Yargı organlarının siyasetin aracı olarak kullanılmaya başlandığını savunan Şanlıurfa Baro Başkanı Abdullah Öncel, avukatlara yönelik gelişen operasyonları, avukatlık mesleğini sindirme politikası olduğu düşüncesini öne sürüyor:
"Maalesef son dönemlerde muhalif gibi gözüken insan hakları aktivistlerine yönelik ciddi bir yönelim var ve devam edeceği kaygısındayım. Elbette ki avukatların suç işleme özgürlüğü yok ama sırf avukatlık mesleğini ifa edip mesleki çalışma yaptıkları için avukat arkadaşlarımızın gözaltına alınması kabul edilemez. Türkiye'de 125 bin avukat var ve ben bu yönelmelerin tesadüf olmadığını düşünüyorum. Bu tür operasyonlar ile avukatlık mesleğini öldürmeye çalışıyorlar, biz bu konuyla ilgili yetkilileri sağduyuya davet ediyoruz."

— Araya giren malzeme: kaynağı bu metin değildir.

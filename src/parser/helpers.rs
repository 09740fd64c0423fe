// Flint - A concept for a statically checked C-style mini language
//
// Copyright (C) 2026 Marcel Joachim Kloubert <marcel@kloubert.dev>
//
// This program is free software: you can redistribute it and/or modify
// it under the terms of the GNU Affero General Public License as published by
// the Free Software Foundation, either version 3 of the License, or
// (at your option) any later version.
//
// This program is distributed in the hope that it will be useful,
// but WITHOUT ANY WARRANTY; without even the implied warranty of
// MERCHANTABILITY or FITNESS FOR A PARTICULAR PURPOSE. See the
// GNU Affero General Public License for more details.
//
// You should have received a copy of the GNU Affero General Public License
// along with this program. If not, see <https://www.gnu.org/licenses/>.

//! Parser helper methods for token stream navigation and error handling.
//!
//! This module provides utility methods for the parser including:
//! - Token stream navigation (peek, advance, check)
//! - Token matching and expectation
//! - Error creation

use super::Parser;
use crate::error::{CompileError, ErrorCode, Span};
use crate::lexer::Token;

/// Trait for parser helper operations.
pub trait ParserHelpers<'a> {
    /// Check if we've reached the end of the token stream.
    fn is_at_end(&self) -> bool;

    /// Peek at the current token without advancing.
    fn peek(&self) -> Option<&Token>;

    /// Peek at the current token's span.
    fn peek_span(&self) -> Option<Span>;

    /// Peek at a token ahead by n positions.
    fn peek_ahead(&self, n: usize) -> Option<&Token>;

    /// Get the previous token's span (for error reporting).
    fn previous_span(&self) -> Span;

    /// Advance to the next token and return the current one.
    fn advance(&mut self) -> Option<(Token, Span)>;

    /// Check if the current token matches the expected type.
    fn check(&self, expected: &Token) -> bool;

    /// Consume the current token if it matches the expected type.
    fn match_token(&mut self, expected: &Token) -> bool;

    /// Expect the current token to match, or return an error.
    fn expect(&mut self, expected: &Token, message: &str) -> Result<(Token, Span), CompileError>;

    /// Create an error at the current position.
    fn error(&self, code: ErrorCode, message: impl Into<String>) -> CompileError;
}

impl<'a> ParserHelpers<'a> for Parser<'a> {
    fn is_at_end(&self) -> bool {
        self.position >= self.tokens.len()
    }

    fn peek(&self) -> Option<&Token> {
        self.tokens.get(self.position).map(|(t, _)| t)
    }

    fn peek_span(&self) -> Option<Span> {
        self.tokens.get(self.position).map(|(_, s)| s.clone())
    }

    fn peek_ahead(&self, n: usize) -> Option<&Token> {
        self.tokens.get(self.position + n).map(|(t, _)| t)
    }

    fn previous_span(&self) -> Span {
        if self.position > 0 {
            self.tokens[self.position - 1].1.clone()
        } else if !self.tokens.is_empty() {
            self.tokens[0].1.clone()
        } else {
            Span::new(0, 0)
        }
    }

    fn advance(&mut self) -> Option<(Token, Span)> {
        if self.is_at_end() {
            None
        } else {
            let result = self.tokens[self.position].clone();
            self.position += 1;
            Some(result)
        }
    }

    fn check(&self, expected: &Token) -> bool {
        self.peek()
            .is_some_and(|t| std::mem::discriminant(t) == std::mem::discriminant(expected))
    }

    fn match_token(&mut self, expected: &Token) -> bool {
        if self.check(expected) {
            self.advance();
            true
        } else {
            false
        }
    }

    fn expect(&mut self, expected: &Token, message: &str) -> Result<(Token, Span), CompileError> {
        if self.check(expected) {
            Ok(self.advance().unwrap())
        } else {
            let span = self.peek_span().unwrap_or_else(|| self.previous_span());
            let found = self
                .peek()
                .map_or("end of file".to_string(), |t| t.to_string());
            Err(CompileError::new(
                ErrorCode::UnexpectedToken,
                format!("{}, found {}", message, found),
                span,
            ))
        }
    }

    fn error(&self, code: ErrorCode, message: impl Into<String>) -> CompileError {
        let span = self.peek_span().unwrap_or_else(|| self.previous_span());
        CompileError::new(code, message, span)
    }
}
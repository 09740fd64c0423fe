// Flint - A concept for a statically checked C-style mini language
// Copyright (C) 2026  Marcel Joachim Kloubert <marcel@kloubert.dev>
//
// This program is free software: you can redistribute it and/or modify
// it under the terms of the GNU Affero General Public License as published by
// the Free Software Foundation, either version 3 of the License, or
// (at your option) any later version.
//
// This program is distributed in the hope that it will be useful,
// but WITHOUT ANY WARRANTY; without even the implied warranty of
// MERCHANTABILITY or FITNESS FOR A PARTICULAR PURPOSE.  See the
// GNU Affero General Public License for more details.
//
// You should have received a copy of the GNU Affero General Public License
// along with this program.  If not, see <https://www.gnu.org/licenses/>.

//! Flint Front End Library
//!
//! This library provides all the components needed to check Flint source
//! code: lexing, parsing and semantic analysis. There is no code
//! generation; the product of a successful run is the symbol table trace.
//!
//! # Modules
//!
//! - [`error`] - Error types and error reporting
//! - [`lexer`] - Tokenization of source code
//! - [`parser`] - Parsing tokens into an AST
//! - [`ast`] - Abstract Syntax Tree definitions
//! - [`analyzer`] - Semantic analysis and symbol resolution
//! - [`output`] - Symbol table trace rendering
//! - [`runner`] - File watching for watch mode
//!
//! # Example
//!
//! ```no_run
//! use flint::{lexer, parser, analyzer};
//!
//! fn check(source: &str) -> Result<String, flint::CompileError> {
//!     // Tokenize
//!     let tokens = lexer::tokenize(source)?;
//!
//!     // Parse
//!     let ast = parser::parse(&tokens)?;
//!
//!     // Analyze
//!     let trace = analyzer::analyze(&ast)?;
//!
//!     Ok(trace.to_string())
//! }
//! ```

pub mod analyzer;
pub mod ast;
pub mod error;
pub mod lexer;
pub mod output;
pub mod parser;
pub mod runner;

// Re-export commonly used types
pub use analyzer::analyze;
pub use ast::{Program, Type};
pub use error::{format_error, CompileError, ErrorCode, Result, SourceLocation, Span};
pub use lexer::{tokenize, Token};
pub use output::ScopePrinter;
pub use parser::parse;

/// The version of the Flint front end.
pub const VERSION: &str = env!("CARGO_PKG_VERSION");

/// The name of the tool.
pub const NAME: &str = "Flint";

/// Check source code and return the symbol table trace.
///
/// This is the main entry point. It performs all stages: lexing, parsing
/// and semantic analysis. The first error aborts the run.
///
/// # Example
///
/// ```
/// let source = r#"
/// func main(): void {
///     print("Hello, World!");
/// }
/// "#;
///
/// match flint::check(source) {
///     Ok(trace) => print!("{}", trace),
///     Err(e) => eprintln!("Error: {}", e),
/// }
/// ```
pub fn check(source: &str) -> std::result::Result<String, CompileError> {
    // Tokenize
    let tokens = lexer::tokenize(source)?;

    // Parse
    let ast = parser::parse(&tokens)?;

    // Analyze
    let trace = analyzer::analyze(&ast)?;

    Ok(trace.to_string())
}

#[cfg(test)]
mod tests {
    use super::*;

    #[test]
    fn test_check_hello_world() {
        let source = "func main(): void { print(\"Hello, World!\"); }";
        let trace = check(source).unwrap();
        assert!(trace.starts_with("---begin global scope---\n"));
        assert!(trace.ends_with("---end global scope---\n"));
        assert!(trace.contains("main () -> void\n"));
    }

    #[test]
    fn test_check_propagates_lexer_errors() {
        let err = check("func main(): void { print(@); }").unwrap_err();
        assert_eq!(err.code, ErrorCode::UnexpectedCharacter);
    }

    #[test]
    fn test_check_propagates_parser_errors() {
        let err = check("func main(): void { var }").unwrap_err();
        assert_eq!(err.code, ErrorCode::UnexpectedToken);
    }

    #[test]
    fn test_check_propagates_analyzer_errors() {
        let err = check("func main(): void { x = 1; }").unwrap_err();
        assert_eq!(err.code, ErrorCode::UndefinedVariable);
    }

    #[test]
    fn test_version_and_name() {
        assert!(!VERSION.is_empty());
        assert_eq!(NAME, "Flint");
    }
}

Öte ayndan İnsan Hakları Derneği (İHD) Merkez Yürütme Kurulu (MYK) Üyesi avukat Raci Bilici'ye de "terör örgütü üyeliği" suçlamasıyla Perşembe günü 6 yıl 3 ay hapis cezası verdi.
Bilici 2011-2014 yılları arasında, Demokratik Toplum Kongresi'nin (DTK) toplantılarına katıldığı gerekçesiyle "terör örgütü üyeliği" iddiasıyla yargılanıyordu.

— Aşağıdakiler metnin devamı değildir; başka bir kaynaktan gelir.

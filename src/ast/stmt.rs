// Flint - A concept for a statically checked C-style mini language
// Copyright (C) 2026  Marcel Joachim Kloubert <marcel@kloubert.dev>
//
// This program is free software: you can redistribute it and/or modify
// it under the terms of the GNU Affero General Public License as published by
// the Free Software Foundation, either version 3 of the License, or
// (at your option) any later version.
//
// This program is distributed in the hope that it will be useful,
// but WITHOUT ANY WARRANTY; without even the implied warranty of
// MERCHANTABILITY or FITNESS FOR A PARTICULAR PURPOSE.  See the
// GNU Affero General Public License for more details.
//
// You should have received a copy of the GNU Affero General Public License
// along with this program.  If not, see <https://www.gnu.org/licenses/>.

//! Statement AST nodes.

use super::{Block, Expr, Type};
use crate::error::Span;

/// A statement in a Flint program.
#[derive(Debug, Clone)]
pub struct Statement {
    /// The kind of statement.
    pub kind: StatementKind,
    /// The source span of this statement.
    pub span: Span,
}

impl Statement {
    /// Create a new statement.
    pub fn new(kind: StatementKind, span: Span) -> Self {
        Self { kind, span }
    }
}

/// The different kinds of statements.
#[derive(Debug, Clone)]
pub enum StatementKind {
    /// Variable declaration: `var x: int = 1;`
    VarDecl(VarDecl),
    /// Assignment: `x = 1;`
    Assignment(Assignment),
    /// Expression statement: `foo();`
    Expression(Expr),
    /// If statement with optional else arm.
    If(IfStatement),
    /// While loop.
    While(WhileStatement),
    /// Break out of the innermost loop.
    Break,
    /// Continue with the next iteration of the innermost loop.
    Continue,
    /// Return from the current function, with an optional value.
    Return(Option<Expr>),
    /// A bare brace block used as a statement.
    Block(Block),
}

/// A variable declaration: `var name: type` with an optional initializer.
#[derive(Debug, Clone)]
pub struct VarDecl {
    /// The variable name.
    pub name: String,
    /// The declared type.
    pub ty: Type,
    /// The optional initializer expression.
    pub initializer: Option<Expr>,
}

/// An assignment to an already-declared variable.
#[derive(Debug, Clone)]
pub struct Assignment {
    /// The name of the assignment target.
    pub target: String,
    /// The span of the target name.
    pub target_span: Span,
    /// The value being assigned.
    pub value: Expr,
}

/// An if statement: condition, then-arm and optional else-arm.
///
/// Each arm is a single statement; a brace block counts as one statement,
/// so `else if` chains fall out of the grammar for free.
#[derive(Debug, Clone)]
pub struct IfStatement {
    /// The condition expression.
    pub condition: Expr,
    /// The statement executed when the condition holds.
    pub then_arm: Box<Statement>,
    /// The statement executed otherwise, if present.
    pub else_arm: Option<Box<Statement>>,
}

/// A while loop: condition and body statement.
#[derive(Debug, Clone)]
pub struct WhileStatement {
    /// The condition expression.
    pub condition: Expr,
    /// The loop body.
    pub body: Box<Statement>,
}

/// A function declaration.
#[derive(Debug, Clone)]
pub struct FuncDecl {
    /// The function name.
    pub name: String,
    /// The parameter list, in source order.
    pub params: Vec<Param>,
    /// The declared return type.
    pub return_type: Type,
    /// The function body.
    pub body: Block,
    /// The source span of the whole declaration.
    pub span: Span,
}

impl FuncDecl {
    /// Create a new function declaration.
    pub fn new(
        name: String,
        params: Vec<Param>,
        return_type: Type,
        body: Block,
        span: Span,
    ) -> Self {
        Self {
            name,
            params,
            return_type,
            body,
            span,
        }
    }
}

/// A single function parameter.
#[derive(Debug, Clone)]
pub struct Param {
    /// The parameter name.
    pub name: String,
    /// The declared type.
    pub ty: Type,
    /// The span of the parameter.
    pub span: Span,
}

impl std::fmt::Display for Statement {
    fn fmt(&self, f: &mut std::fmt::Formatter<'_>) -> std::fmt::Result {
        match &self.kind {
            StatementKind::VarDecl(decl) => match &decl.initializer {
                Some(init) => write!(f, "var {}: {} = {};", decl.name, decl.ty, init),
                None => write!(f, "var {}: {};", decl.name, decl.ty),
            },
            StatementKind::Assignment(assign) => {
                write!(f, "{} = {};", assign.target, assign.value)
            }
            StatementKind::Expression(expr) => write!(f, "{};", expr),
            StatementKind::If(stmt) => {
                write!(f, "if ({}) {}", stmt.condition, stmt.then_arm)?;
                if let Some(else_arm) = &stmt.else_arm {
                    write!(f, " else {}", else_arm)?;
                }
                Ok(())
            }
            StatementKind::While(stmt) => {
                write!(f, "while ({}) {}", stmt.condition, stmt.body)
            }
            StatementKind::Break => write!(f, "break;"),
            StatementKind::Continue => write!(f, "continue;"),
            StatementKind::Return(value) => match value {
                Some(expr) => write!(f, "return {};", expr),
                None => write!(f, "return;"),
            },
            StatementKind::Block(block) => write!(f, "{}", block),
        }
    }
}

impl std::fmt::Display for FuncDecl {
    fn fmt(&self, f: &mut std::fmt::Formatter<'_>) -> std::fmt::Result {
        write!(f, "func {}(", self.name)?;
        for (i, param) in self.params.iter().enumerate() {
            if i > 0 {
                write!(f, ", ")?;
            }
            write!(f, "{}", param)?;
        }
        write!(f, "): {} {}", self.return_type, self.body)
    }
}

impl std::fmt::Display for Param {
    fn fmt(&self, f: &mut std::fmt::Formatter<'_>) -> std::fmt::Result {
        write!(f, "{}: {}", self.name, self.ty)
    }
}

Konuyla ilgili BBC Türkçe'ye konuşan Bilici, karara itiraz edeceklerini söyledi ve ekledi:
"DTK toplantılarına çalıştığımız kurumlar adına katıldık. Zamanında hükümetin birçok temsilcisi DTK'yı ziyaret edip toplantılar bile yaptılar. Anayasa hazırlık sürecinde DTK resmi olarak davet edilmiş bir kuruluştu. DTK'daki çalışmalara ben de çalıştığım kurumlar adına katıldım. Ben ve benim gibi sivil toplum örgütlerinde çalışan, legal siyaset yapan insanlar ya da kurumlar üzerindeki baskılar son bulmalı. Bu baskılar legal siyasetin önünü tıkayan adımlar. Bu tür kararlar sadece şahıslar ve ya da kurumlar için değil, devlet için de kötü kararlar. Benim temennim bu tür kararlardan adımlardan geri dönülmesi ve hukukun, demokrasinin zeminini sağlamlaştıracak adımlar atılmasıdır."